The numbers quoted above come from a newly released Pew Research Center study. Those who are unaffiliated now total 56 million. Those numbers are expected to grow, too. This means there is a growing number of people who want a proper Christian service for their loved ones, but are unsure of where to turn and what the etiquette is. Many haven’t attended religious services in years and say they’re uncomfortable around clergy and are unsure what of how to handle funeral preparations. Their uncertainty is grounded in fact: many traditional services are unwilling to help those who are not religious. This, for some, serves as their justification for being uncomfortable with traditional American religions. Still, when a loved one dies, they want to have a proper official oversee the funeral.
The Funeral Celebrant Option
For years – close to 40, actually – funeral celebrants have been the solution for ensuring the faithful are indeed given proper services. While it’s true that the reasons today have more to do with not being affiliated with a religion, forty years ago, the divorce rate was climbing, which, as we know, is not a popular option in the Catholic church, especially if it’s not been annulled. This meant many Catholics could not receive traditional Rites of Sacraments, including Baptism, Matrimony and Last Rites.

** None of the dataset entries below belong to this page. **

mod common;

use anyhow::Result;
use axum::http::StatusCode;
use serde_json::{Value, json};

use shelf_config::models::sources::EnvConfig;
use shelf_core::api_types::routes::{self, utils::with_id};

use common::{create_book, create_library, create_member, id_of, test_server};

#[tokio::test]
async fn ping_and_health_report_ok() -> Result<()> {
    let server = test_server()?;

    let ping = server.get(routes::PING).await;
    ping.assert_status_ok();
    assert_eq!(ping.json::<Value>()["status"], "ok");

    let health = server.get(routes::HEALTH).await;
    health.assert_status_ok();
    let body = health.json::<Value>();
    assert_eq!(body["status"], "healthy");
    assert_eq!(body["checks"]["storage"]["backend"], "memory");
    Ok(())
}

#[tokio::test]
async fn library_crud_round_trip() -> Result<()> {
    let server = test_server()?;
    let id = create_library(&server).await;
    let item = with_id(routes::libraries::ITEM, id);

    let fetched = server.get(&item).await;
    fetched.assert_status_ok();
    assert_eq!(fetched.json::<Value>()["name"], "Central");

    let patched = server.patch(&item).json(&json!({ "name": "Eastside" })).await;
    patched.assert_status_ok();
    let body = patched.json::<Value>();
    assert_eq!(body["name"], "Eastside");
    assert_eq!(body["address"], "1 Main St");

    let replaced = server
        .put(&item)
        .json(&json!({
            "name": "Westside",
            "address": "9 West Rd",
            "phone": "555-0199",
            "email": "west@library.test",
        }))
        .await;
    replaced.assert_status_ok();
    assert_eq!(replaced.json::<Value>()["address"], "9 West Rd");

    let listed = server.get(routes::libraries::COLLECTION).await;
    assert_eq!(listed.json::<Value>().as_array().map(Vec::len), Some(1));

    server.delete(&item).await.assert_status(StatusCode::NO_CONTENT);

    let gone = server.get(&item).await;
    gone.assert_status_not_found();
    assert_eq!(gone.json::<Value>(), json!({ "error": "Library not found" }));
    Ok(())
}

#[tokio::test]
async fn book_payload_expands_links() -> Result<()> {
    let server = test_server()?;
    let library = create_library(&server).await;

    let author = server
        .post(routes::authors::COLLECTION)
        .json(&json!({ "name": "J. R. R. Tolkien" }))
        .await;
    author.assert_status(StatusCode::CREATED);
    let author = id_of(&author.json::<Value>());

    let category = server
        .post(routes::categories::COLLECTION)
        .json(&json!({ "name": "Fantasy" }))
        .await;
    category.assert_status(StatusCode::CREATED);
    let category = id_of(&category.json::<Value>());

    let created = server
        .post(routes::books::COLLECTION)
        .json(&json!({
            "title": "The Silmarillion",
            "isbn": "9780048231536",
            "library": library,
            "author_ids": [author],
            "category_ids": [category],
            "publication_date": "1977-09-15",
            "publisher": "Allen & Unwin",
            "total_copies": 2,
            "available_copies": 2,
        }))
        .await;
    created.assert_status(StatusCode::CREATED);
    let body = created.json::<Value>();
    assert_eq!(body["library"], library);
    assert_eq!(body["authors"][0]["name"], "J. R. R. Tolkien");
    assert_eq!(body["categories"][0]["name"], "Fantasy");
    assert!(body.get("author_ids").is_none());

    let dangling = server
        .post(routes::books::COLLECTION)
        .json(&json!({
            "title": "Unfinished Tales",
            "isbn": "9780048231796",
            "library": library,
            "author_ids": [author + 100],
            "publication_date": "1980-01-01",
            "publisher": "Allen & Unwin",
            "total_copies": 1,
            "available_copies": 1,
        }))
        .await;
    dangling.assert_status_bad_request();
    assert_eq!(dangling.json::<Value>()["field"], "author_ids");
    Ok(())
}

#[tokio::test]
async fn book_rejects_more_available_than_total() -> Result<()> {
    let server = test_server()?;
    let library = create_library(&server).await;

    let response = server
        .post(routes::books::COLLECTION)
        .json(&json!({
            "title": "Overstocked",
            "isbn": "1111111111",
            "library": library,
            "publication_date": "2001-01-01",
            "publisher": "Nobody",
            "total_copies": 1,
            "available_copies": 2,
        }))
        .await;

    response.assert_status_bad_request();
    assert_eq!(response.json::<Value>()["field"], "available_copies");
    Ok(())
}

#[tokio::test]
async fn malformed_body_is_a_bad_request() -> Result<()> {
    let server = test_server()?;

    let response = server
        .post(routes::books::BORROW)
        .json(&json!({ "book_id": "one" }))
        .await;

    response.assert_status_bad_request();
    assert!(response.json::<Value>()["error"].is_string());
    Ok(())
}

#[tokio::test]
async fn non_numeric_path_id_uses_error_body() -> Result<()> {
    let server = test_server()?;

    for path in [
        "/api/libraries/abc/",
        "/api/books/abc/availability/",
        "/api/members/abc/borrowings/",
    ] {
        let response = server.get(path).await;
        response.assert_status_bad_request();
        let body = response.json::<Value>();
        assert!(body["error"].is_string(), "{path}: {body}");
    }

    let response = server.delete("/api/reviews/1.5/").await;
    response.assert_status_bad_request();
    assert!(response.json::<Value>()["error"].is_string());
    Ok(())
}

#[tokio::test]
async fn borrow_and_return_flow() -> Result<()> {
    let server = test_server()?;
    let library = create_library(&server).await;
    let book = create_book(&server, library, "9780261103344", 3).await;
    let member = create_member(&server, library, "ada@reader.test").await;

    let borrowed = server
        .post(routes::books::BORROW)
        .json(&json!({ "book_id": book, "member_id": member, "days": 7 }))
        .await;
    borrowed.assert_status(StatusCode::CREATED);
    let loan = borrowed.json::<Value>();
    assert_eq!(loan["book"], book);
    assert_eq!(loan["member"], member);
    assert_eq!(loan["is_returned"], false);
    assert_eq!(loan["member_name"], "Ada Reader");
    assert_eq!(loan["book_details"]["available_copies"], 2);

    let availability = server
        .get(&with_id(routes::books::AVAILABILITY, book))
        .await
        .json::<Value>();
    assert_eq!(
        availability,
        json!({
            "book_id": book,
            "title": "The Hobbit",
            "is_available": true,
            "available_copies": 2,
            "total_copies": 3,
        })
    );

    let returned = server
        .post(routes::books::RETURN)
        .json(&json!({ "borrowing_id": id_of(&loan) }))
        .await;
    returned.assert_status_ok();
    let returned = returned.json::<Value>();
    assert_eq!(returned["is_returned"], true);
    assert!(returned["return_date"].is_string());
    assert_eq!(returned["book_details"]["available_copies"], 3);

    let again = server
        .post(routes::books::RETURN)
        .json(&json!({ "borrowing_id": id_of(&loan) }))
        .await;
    again.assert_status_bad_request();
    assert_eq!(again.json::<Value>(), json!({ "error": "Book already returned" }));
    Ok(())
}

#[tokio::test]
async fn borrow_rejections_use_error_body() -> Result<()> {
    let server = test_server()?;
    let library = create_library(&server).await;
    let book = create_book(&server, library, "0000000001", 1).await;
    let first = create_member(&server, library, "first@reader.test").await;
    let second = create_member(&server, library, "second@reader.test").await;

    server
        .post(routes::books::BORROW)
        .json(&json!({ "book_id": book, "member_id": first }))
        .await
        .assert_status(StatusCode::CREATED);

    let unavailable = server
        .post(routes::books::BORROW)
        .json(&json!({ "book_id": book, "member_id": second }))
        .await;
    unavailable.assert_status_bad_request();
    assert_eq!(unavailable.json::<Value>(), json!({ "error": "Book not available" }));

    let other = create_book(&server, library, "0000000002", 1).await;
    server
        .patch(&with_id(routes::members::ITEM, second))
        .json(&json!({ "is_active": false }))
        .await
        .assert_status_ok();
    let inactive = server
        .post(routes::books::BORROW)
        .json(&json!({ "book_id": other, "member_id": second }))
        .await;
    inactive.assert_status_bad_request();
    assert_eq!(inactive.json::<Value>(), json!({ "error": "Member is not active" }));

    let missing = server
        .post(routes::books::BORROW)
        .json(&json!({ "book_id": other + 50, "member_id": first }))
        .await;
    missing.assert_status_not_found();
    assert_eq!(missing.json::<Value>(), json!({ "error": "Book not found" }));

    let missing_loan = server
        .post(routes::books::RETURN)
        .json(&json!({ "borrowing_id": 999 }))
        .await;
    missing_loan.assert_status_not_found();
    assert_eq!(missing_loan.json::<Value>(), json!({ "error": "Borrowing not found" }));
    Ok(())
}

#[tokio::test]
async fn loan_length_is_bounded_by_configuration() -> Result<()> {
    let server = common::test_server_with_env(EnvConfig {
        max_loan_days: Some(30),
        ..EnvConfig::default()
    })?;
    let library = create_library(&server).await;
    let book = create_book(&server, library, "0000000003", 1).await;
    let member = create_member(&server, library, "bounded@reader.test").await;

    let too_long = server
        .post(routes::books::BORROW)
        .json(&json!({ "book_id": book, "member_id": member, "days": 31 }))
        .await;
    too_long.assert_status_bad_request();
    assert_eq!(too_long.json::<Value>()["field"], "days");

    server
        .post(routes::books::BORROW)
        .json(&json!({ "book_id": book, "member_id": member, "days": 30 }))
        .await
        .assert_status(StatusCode::CREATED);
    Ok(())
}

#[tokio::test]
async fn member_borrowings_newest_first() -> Result<()> {
    let server = test_server()?;
    let library = create_library(&server).await;
    let member = create_member(&server, library, "history@reader.test").await;
    let first = create_book(&server, library, "0000000010", 1).await;
    let second = create_book(&server, library, "0000000011", 1).await;

    for book in [first, second] {
        server
            .post(routes::books::BORROW)
            .json(&json!({ "book_id": book, "member_id": member }))
            .await
            .assert_status(StatusCode::CREATED);
    }

    let listed = server
        .get(&with_id(routes::members::BORROWINGS, member))
        .await;
    listed.assert_status_ok();
    let books: Vec<i64> = listed
        .json::<Value>()
        .as_array()
        .map(|items| items.iter().filter_map(|b| b["book"].as_i64()).collect())
        .unwrap_or_default();
    assert_eq!(books, vec![second, first]);

    server
        .get(&with_id(routes::members::BORROWINGS, member + 1))
        .await
        .assert_status_not_found();
    Ok(())
}

#[tokio::test]
async fn deleting_active_borrowing_frees_copy() -> Result<()> {
    let server = test_server()?;
    let library = create_library(&server).await;
    let book = create_book(&server, library, "0000000020", 1).await;
    let member = create_member(&server, library, "delete@reader.test").await;

    let loan = server
        .post(routes::borrowings::COLLECTION)
        .json(&json!({ "book": book, "member": member, "due_date": "2030-01-01" }))
        .await;
    loan.assert_status(StatusCode::CREATED);
    let loan = id_of(&loan.json::<Value>());

    let due = server
        .patch(&with_id(routes::borrowings::ITEM, loan))
        .json(&json!({ "due_date": "2030-02-01" }))
        .await;
    due.assert_status_ok();
    assert_eq!(due.json::<Value>()["due_date"], "2030-02-01");

    server
        .delete(&with_id(routes::borrowings::ITEM, loan))
        .await
        .assert_status(StatusCode::NO_CONTENT);

    let availability = server
        .get(&with_id(routes::books::AVAILABILITY, book))
        .await
        .json::<Value>();
    assert_eq!(availability["available_copies"], 1);
    Ok(())
}

#[tokio::test]
async fn reviews_are_unique_per_member_and_book() -> Result<()> {
    let server = test_server()?;
    let library = create_library(&server).await;
    let book = create_book(&server, library, "0000000030", 1).await;
    let member = create_member(&server, library, "critic@reader.test").await;

    let review = server
        .post(routes::reviews::COLLECTION)
        .json(&json!({ "book": book, "member": member, "rating": 4, "comment": "Good" }))
        .await;
    review.assert_status(StatusCode::CREATED);
    assert_eq!(review.json::<Value>()["member_name"], "Ada Reader");

    let duplicate = server
        .post(routes::reviews::COLLECTION)
        .json(&json!({ "book": book, "member": member, "rating": 5 }))
        .await;
    duplicate.assert_status_bad_request();

    let out_of_range = server
        .patch(&with_id(routes::reviews::ITEM, id_of(&review.json::<Value>())))
        .json(&json!({ "rating": 6 }))
        .await;
    out_of_range.assert_status_bad_request();
    assert_eq!(out_of_range.json::<Value>()["field"], "rating");
    Ok(())
}

#[tokio::test]
async fn search_and_statistics() -> Result<()> {
    let server = test_server()?;

    let empty = server.get(routes::STATISTICS).await;
    empty.assert_status_ok();
    let empty = empty.json::<Value>();
    assert_eq!(empty["total_books"], 0);
    assert!(empty["average_rating"].is_null());
    assert_eq!(empty["most_borrowed_books"], json!([]));

    let library = create_library(&server).await;
    let hobbit = create_book(&server, library, "0000000040", 2).await;
    let member = create_member(&server, library, "stats@reader.test").await;
    server
        .post(routes::books::BORROW)
        .json(&json!({ "book_id": hobbit, "member_id": member }))
        .await
        .assert_status(StatusCode::CREATED);

    let hits = server
        .get(routes::books::SEARCH)
        .add_query_param("q", "HOBBIT")
        .await;
    hits.assert_status_ok();
    let hits = hits.json::<Value>();
    assert_eq!(hits.as_array().map(Vec::len), Some(1));
    assert_eq!(hits[0]["id"], hobbit);

    let none = server
        .get(routes::books::SEARCH)
        .add_query_param("q", "silmarillion")
        .await
        .json::<Value>();
    assert_eq!(none, json!([]));

    let stats = server.get(routes::STATISTICS).await.json::<Value>();
    assert_eq!(stats["total_books"], 1);
    assert_eq!(stats["total_members"], 1);
    assert_eq!(stats["active_borrowings"], 1);
    assert_eq!(stats["total_libraries"], 1);
    assert_eq!(
        stats["most_borrowed_books"],
        json!([{ "book_id": hobbit, "title": "The Hobbit", "borrow_count": 1 }])
    );
    Ok(())
}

Funeral celebrants can offer a more personal memorial service that focuses on the life of the deceased; his faith, his happiness and his personality. It avoids the predictable “fill in the blanks” approach. A celebrant wants to ensure his efforts are memorable and something positive for loved ones to remember.
A Proper Service
So what defines a proper service? It might be the deceased’s favorite music, brief memorials from his loved ones, shared stories that will make attendants smile, even in their grief, and particular readings that are especially poignant. Remember, funeral services, as a whole, are for the living. It’s our way of knowing we are not alone in our grief; it’s our way of saying goodbye and it’s our way of coming together as we lay our loved one to rest. It’s about grieving together. And healing together.
Did Mom love gardenias? Did Dad adore that Billy Joel piano solo? These are the types of personal touches many funeral celebrants work to provide. The funeral celebrant will meet with the families and through their stories, get to know the deceased. They’ll discuss the service and what the family feels will be the best way to honor their loved one. Photos, the setting, music, prayer – all of the details that will define a personal, honorable and unique memorial and/or funeral.
Be sure to meet with the deceased loved one’s estate planning lawyer to ensure there are no details he may know that can help the family. Prepaid funeral policies, for example, are often included in an estate plan.